Mortality after acute myocardial infarction is lower in metropolitan regions than in non-metropolitan regions

Abstract
STUDY OBJECTIVES To compare inhospital mortality for acute myocardial infarction (AMI) between metropolitan and non-metropolitan hospitals after adjustment for patients' severity; to examine the role of the use of effective cardiac medications in the possible mortality difference between these types of hospital. DESIGN Retrospective cohort study. SETTING 47 acute public hospitals in metropolitan and non-metropolitan areas of New South Wales, Australia, taking part in the Acute Cardiac Care Project based on medical record review.

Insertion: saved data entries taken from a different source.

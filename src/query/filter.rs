use super::params::QueryParams;
use super::QueryError;
use rusqlite::types::Value;

/// One condition of a list predicate. Clauses are AND-ed together.
#[derive(Debug, Clone, PartialEq)]
pub enum Clause {
    Eq {
        column: &'static str,
        value: Value,
    },
    /// Case-insensitive substring match over any of `columns`.
    Contains {
        columns: &'static [&'static str],
        needle: String,
    },
    /// A fixed SQL condition; every `?` binds `value`.
    Template { sql: &'static str, value: Value },
    /// Matches nothing.
    Deny,
}

impl Clause {
    fn write_sql(&self, sql: &mut String, binds: &mut Vec<Value>) {
        match self {
            Clause::Eq { column, value } => {
                sql.push_str(column);
                sql.push_str(" = ?");
                binds.push(value.clone());
            }
            Clause::Contains { columns, needle } => {
                sql.push('(');
                for (i, col) in columns.iter().enumerate() {
                    if i > 0 {
                        sql.push_str(" OR ");
                    }
                    sql.push_str("instr(fold(");
                    sql.push_str(col);
                    sql.push_str("), fold(?)) > 0");
                    binds.push(Value::Text(needle.clone()));
                }
                sql.push(')');
            }
            Clause::Template { sql: template, value } => {
                sql.push('(');
                sql.push_str(template);
                sql.push(')');
                for _ in template.matches('?') {
                    binds.push(value.clone());
                }
            }
            Clause::Deny => sql.push_str("0"),
        }
    }
}

#[derive(Debug, Clone, Default, PartialEq)]
pub struct Predicate {
    clauses: Vec<Clause>,
}

impl Predicate {
    pub fn new() -> Self {
        Self::default()
    }

    pub fn and(mut self, clause: Clause) -> Self {
        self.clauses.push(clause);
        self
    }

    #[cfg(test)]
    pub fn clauses(&self) -> &[Clause] {
        &self.clauses
    }

    pub fn denies_all(&self) -> bool {
        self.clauses.iter().any(|c| matches!(c, Clause::Deny))
    }

    /// Renders a `WHERE` body (`1` when empty) and its positional binds.
    pub fn to_sql(&self) -> (String, Vec<Value>) {
        let mut sql = String::new();
        let mut binds = Vec::new();
        if self.clauses.is_empty() {
            sql.push('1');
        }
        for (i, clause) in self.clauses.iter().enumerate() {
            if i > 0 {
                sql.push_str(" AND ");
            }
            clause.write_sql(&mut sql, &mut binds);
        }
        (sql, binds)
    }
}

#[derive(Debug, Clone, Copy)]
pub enum FilterKind {
    Search(&'static [&'static str]),
    TextEq(&'static str),
    IntEq(&'static str),
    TextTemplate(&'static str),
}

#[derive(Debug, Clone, Copy)]
pub struct FilterRule {
    pub key: &'static str,
    pub kind: FilterKind,
}

pub const fn rule(key: &'static str, kind: FilterKind) -> FilterRule {
    FilterRule { key, kind }
}

fn parse_int(key: &str, raw: &str) -> Result<i64, QueryError> {
    raw.trim()
        .parse::<i64>()
        .map_err(|_| QueryError::NotAnInteger {
            key: key.to_string(),
            value: raw.to_string(),
        })
}

/// Builds a fresh predicate from the recognised filter keys. Unknown keys are
/// ignored; malformed integer ids reject the whole request.
pub fn build_predicate(rules: &[FilterRule], params: &QueryParams) -> Result<Predicate, QueryError> {
    let mut pred = Predicate::new();
    for (key, raw) in params.filters() {
        let Some(rule) = rules.iter().find(|r| r.key == key) else {
            continue;
        };
        let clause = match rule.kind {
            FilterKind::Search(columns) => {
                let needle = raw.trim();
                if needle.is_empty() {
                    continue;
                }
                Clause::Contains {
                    columns,
                    needle: needle.to_string(),
                }
            }
            FilterKind::TextEq(column) => Clause::Eq {
                column,
                value: Value::Text(raw.to_string()),
            },
            FilterKind::IntEq(column) => Clause::Eq {
                column,
                value: Value::Integer(parse_int(key, raw)?),
            },
            FilterKind::TextTemplate(sql) => Clause::Template {
                sql,
                value: Value::Text(raw.to_string()),
            },
        };
        pred = pred.and(clause);
    }
    Ok(pred)
}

PATIENTS 1665 patients with principal discharge diagnosis of AMI from February to June 1996. MAIN RESULTS There was no difference in crude mortality rate (assessed as seven day mortality) between metropolitan and non-metropolitan hospitals (11.0% compared with 10.7% respectively, p=0.893). After adjustment for severity in a logistic regression model, the odds of death in non-metropolitan hospitals was significantly higher than in metropolitan hospitals (odds ratio = 1.90; 95% CI 1.21, 3.23). The addition of the use of effective cardiac medications to the model resulted in the difference between hospital type becoming non-significant (odds ratio=1.09; 95% CI 0.57, 2.07). CONCLUSIONS Inhospital mortality in non-metropolitan hospitals was higher than that in metropolitan hospitals, after adjustment for patients' severity. This might partly be explained by the difference in use of effective cardiac medications between hospital type.